# Assigned task
Pick out each line of the records that includes the string "through", and copy it.
[Material provided — start]
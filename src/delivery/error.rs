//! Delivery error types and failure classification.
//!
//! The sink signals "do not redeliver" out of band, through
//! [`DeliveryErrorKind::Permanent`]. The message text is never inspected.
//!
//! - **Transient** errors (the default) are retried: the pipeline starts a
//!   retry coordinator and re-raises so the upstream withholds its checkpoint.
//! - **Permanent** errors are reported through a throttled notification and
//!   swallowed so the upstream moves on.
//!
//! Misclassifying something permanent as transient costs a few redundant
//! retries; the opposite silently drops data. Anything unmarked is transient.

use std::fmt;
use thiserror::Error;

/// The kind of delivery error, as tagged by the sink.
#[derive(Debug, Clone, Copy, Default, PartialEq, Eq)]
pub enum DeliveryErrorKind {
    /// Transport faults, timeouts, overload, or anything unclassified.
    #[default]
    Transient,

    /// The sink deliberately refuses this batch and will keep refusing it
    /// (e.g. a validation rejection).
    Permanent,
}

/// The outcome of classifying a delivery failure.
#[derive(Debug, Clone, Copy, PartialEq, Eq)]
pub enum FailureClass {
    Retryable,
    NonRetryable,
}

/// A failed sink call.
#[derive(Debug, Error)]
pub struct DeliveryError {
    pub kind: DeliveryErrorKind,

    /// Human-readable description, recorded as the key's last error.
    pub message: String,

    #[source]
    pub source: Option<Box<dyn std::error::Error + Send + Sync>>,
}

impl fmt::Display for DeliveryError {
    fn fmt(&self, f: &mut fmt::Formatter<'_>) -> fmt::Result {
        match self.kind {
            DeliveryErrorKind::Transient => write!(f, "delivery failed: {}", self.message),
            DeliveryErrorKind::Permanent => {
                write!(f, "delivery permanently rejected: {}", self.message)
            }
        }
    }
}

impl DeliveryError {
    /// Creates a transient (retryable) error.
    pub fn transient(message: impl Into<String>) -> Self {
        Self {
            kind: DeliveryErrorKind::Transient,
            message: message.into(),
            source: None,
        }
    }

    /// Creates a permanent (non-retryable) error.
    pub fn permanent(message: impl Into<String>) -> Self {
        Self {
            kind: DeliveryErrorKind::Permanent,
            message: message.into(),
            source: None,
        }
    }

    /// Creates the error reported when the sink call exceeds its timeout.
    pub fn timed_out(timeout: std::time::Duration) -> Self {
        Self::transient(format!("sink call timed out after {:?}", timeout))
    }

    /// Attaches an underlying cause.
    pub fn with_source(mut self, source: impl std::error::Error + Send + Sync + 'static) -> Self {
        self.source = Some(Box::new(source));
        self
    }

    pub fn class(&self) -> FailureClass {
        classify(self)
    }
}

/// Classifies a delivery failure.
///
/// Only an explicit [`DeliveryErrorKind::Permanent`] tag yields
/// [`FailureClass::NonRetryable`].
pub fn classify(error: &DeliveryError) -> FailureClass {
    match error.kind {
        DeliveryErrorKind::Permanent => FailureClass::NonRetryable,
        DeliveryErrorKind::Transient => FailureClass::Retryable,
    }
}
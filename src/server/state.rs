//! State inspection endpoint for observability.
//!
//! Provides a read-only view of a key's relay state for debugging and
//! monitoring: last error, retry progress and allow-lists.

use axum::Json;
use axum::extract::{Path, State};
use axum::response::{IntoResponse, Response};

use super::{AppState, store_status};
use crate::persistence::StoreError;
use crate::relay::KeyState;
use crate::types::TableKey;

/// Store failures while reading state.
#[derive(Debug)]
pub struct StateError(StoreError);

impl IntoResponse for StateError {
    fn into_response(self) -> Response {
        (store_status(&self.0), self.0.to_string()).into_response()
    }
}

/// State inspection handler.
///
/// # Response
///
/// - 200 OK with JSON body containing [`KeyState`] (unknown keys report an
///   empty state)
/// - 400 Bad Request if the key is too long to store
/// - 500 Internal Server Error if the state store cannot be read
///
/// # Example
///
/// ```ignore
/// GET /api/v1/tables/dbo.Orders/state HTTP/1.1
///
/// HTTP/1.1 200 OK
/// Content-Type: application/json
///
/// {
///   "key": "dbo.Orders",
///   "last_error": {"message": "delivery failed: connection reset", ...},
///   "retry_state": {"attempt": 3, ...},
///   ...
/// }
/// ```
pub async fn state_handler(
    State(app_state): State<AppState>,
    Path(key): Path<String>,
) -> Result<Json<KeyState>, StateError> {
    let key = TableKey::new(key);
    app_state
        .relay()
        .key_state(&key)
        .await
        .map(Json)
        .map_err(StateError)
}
[Material provided — finish]
# Response to the task
//! The sink signals "do not redeliver" out of band, through
//! - **Permanent** errors are reported through a throttled notification and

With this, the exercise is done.